时 间:2025年10月28 日(周二)9:30 – 10:30
地 点:普陀校区理科大楼A1714室
报告人:董玉超 同济大学副研究员
主持人:李丹萍 华东师范大学教授
摘 要:
In this paper, we study the optimal stopping problem in the so-called exploratory framework, in which the agent takes actions randomly conditioning on current state and a regularization term is added to the reward functional. Such a transformation reduces the optimal stopping problem to a standard optimal control problem. For the American put option model, we derive the related HJB equation and prove its solvability. Furthermore, we give a convergence rate of policy iteration and compare our solution to the classical American put option problem. Our results indicate a trade-off between the convergence rate and bias in the choice of the temperature constant.
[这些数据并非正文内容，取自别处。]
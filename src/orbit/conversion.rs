use nalgebra::{Rotation3, Vector3};

use crate::orbit::{ConversionError, OrbitalElements};
use crate::propagation::StateVector;

/// Inertial position and velocity of the orbiting body at the elements' epoch.
pub fn to_state_vector(elements: &OrbitalElements) -> Result<StateVector, ConversionError> {
    elements.validate()?;

    let e = elements.eccentricity;
    let nu = elements.true_anomaly()?;
    let p = elements.semi_latus_rectum();
    let (sin_nu, cos_nu) = nu.sin_cos();

    let radius = p / (1.0 + e * cos_nu);
    let position_pf = Vector3::new(radius * cos_nu, radius * sin_nu, 0.0);
    let speed_scale = (elements.mu / p).sqrt();
    let velocity_pf = Vector3::new(-speed_scale * sin_nu, speed_scale * (e + cos_nu), 0.0);

    let rotation = perifocal_to_inertial(
        elements.right_ascension,
        elements.inclination,
        elements.argument_of_perigee,
    );

    Ok(StateVector::new(
        elements.epoch,
        rotation * position_pf,
        rotation * velocity_pf,
    ))
}

/// `Rz(raan) * Rx(i) * Rz(argp)`
fn perifocal_to_inertial(raan: f64, inclination: f64, argp: f64) -> Rotation3<f64> {
    Rotation3::from_axis_angle(&Vector3::z_axis(), raan)
        * Rotation3::from_axis_angle(&Vector3::x_axis(), inclination)
        * Rotation3::from_axis_angle(&Vector3::z_axis(), argp)
}

#[cfg(test)]
mod tests {
    use super::*;
    use crate::orbit::elements::tests::iss_like;
    use crate::orbit::{AnomalyType, InvalidOrbitError};
    use approx::{assert_abs_diff_eq, assert_relative_eq};
    use std::f64::consts::FRAC_PI_2;

    #[test]
    fn equatorial_circular_orbit_starts_on_x_axis() {
        let mut elements = iss_like();
        elements.eccentricity = 0.0;
        elements.inclination = 0.0;
        elements.right_ascension = 0.0;
        elements.argument_of_perigee = 0.0;
        elements.anomaly = 0.0;

        let state = to_state_vector(&elements).unwrap();
        let speed = (elements.mu / elements.semi_major_axis).sqrt();

        assert_eq!(state.time, elements.epoch);
        assert_abs_diff_eq!(state.position.x, elements.semi_major_axis, epsilon = 1e-6);
        assert_abs_diff_eq!(state.position.y, 0.0, epsilon = 1e-6);
        assert_abs_diff_eq!(state.velocity.y, speed, epsilon = 1e-9);
        assert_abs_diff_eq!(state.velocity.z, 0.0, epsilon = 1e-9);
    }

    #[test]
    fn polar_orbit_at_ascending_node_moves_north() {
        let mut elements = iss_like();
        elements.eccentricity = 0.0;
        elements.inclination = FRAC_PI_2;
        elements.right_ascension = FRAC_PI_2;
        elements.argument_of_perigee = 0.0;
        elements.anomaly = 0.0;

        let state = to_state_vector(&elements).unwrap();

        // node on +y, velocity along +z
        assert_abs_diff_eq!(state.position.y, elements.semi_major_axis, epsilon = 1e-6);
        assert_abs_diff_eq!(state.velocity.x, 0.0, epsilon = 1e-9);
        assert!(state.velocity.z > 7_000.0);
    }

    #[test]
    fn perigee_state_matches_vis_viva() {
        let mut elements = iss_like();
        elements.eccentricity = 0.3;
        elements.anomaly = 0.0;
        elements.anomaly_type = AnomalyType::True;

        let state = to_state_vector(&elements).unwrap();
        let a = elements.semi_major_axis;
        let rp = a * 0.7;

        assert_relative_eq!(state.position.norm(), rp, max_relative = 1e-12);
        assert_relative_eq!(
            state.velocity.norm(),
            (elements.mu * (2.0 / rp - 1.0 / a)).sqrt(),
            max_relative = 1e-12
        );
        // flight path angle is zero at perigee
        assert_abs_diff_eq!(
            state.position.normalize().dot(&state.velocity.normalize()),
            0.0,
            epsilon = 1e-12
        );
    }

    #[test]
    fn energy_and_angular_momentum_match_elements() {
        let mut elements = iss_like();
        elements.eccentricity = 0.2;
        let state = to_state_vector(&elements).unwrap();

        assert_relative_eq!(
            state.specific_energy(elements.mu),
            elements.specific_energy(),
            max_relative = 1e-12
        );

        let h = state.position.cross(&state.velocity);
        assert_relative_eq!(
            h.norm(),
            (elements.mu * elements.semi_latus_rectum()).sqrt(),
            max_relative = 1e-12
        );
        assert_abs_diff_eq!(
            (h.z / h.norm()).acos(),
            elements.inclination,
            epsilon = 1e-12
        );
    }

    #[test]
    fn anomaly_types_agree_on_the_same_point() {
        let mut elements = iss_like();
        elements.eccentricity = 0.4;
        elements.anomaly_type = AnomalyType::Mean;
        let from_mean = to_state_vector(&elements).unwrap();

        let nu = elements.true_anomaly().unwrap();
        elements.anomaly = nu;
        elements.anomaly_type = AnomalyType::True;
        let from_true = to_state_vector(&elements).unwrap();

        assert_abs_diff_eq!(
            (from_mean.position - from_true.position).norm(),
            0.0,
            epsilon = 1e-6
        );
    }

    #[test]
    fn invalid_elements_are_rejected() {
        let mut elements = iss_like();
        elements.eccentricity = 1.2;
        assert_eq!(
            to_state_vector(&elements),
            Err(ConversionError::InvalidOrbit(
                InvalidOrbitError::Eccentricity(1.2)
            ))
        );
    }
}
Based on the theoretical analysis, a reinforcement learning algorithm is designed and numerical results are demonstrated for several models.
报告人简介:
董玉超博士毕业于复旦大学数学科学学院,之后在复旦大学,法国昂热大学,新加坡国立大学从事博士后研究。2021年1月加入同济大学数学科学学院。董玉超博士的研究方向为随机最优控制理论及其在金融数学中的应用。其研究工作发表在包括AMO,SICON,SIAP,MaFi,SIMA等国际知名期刊上。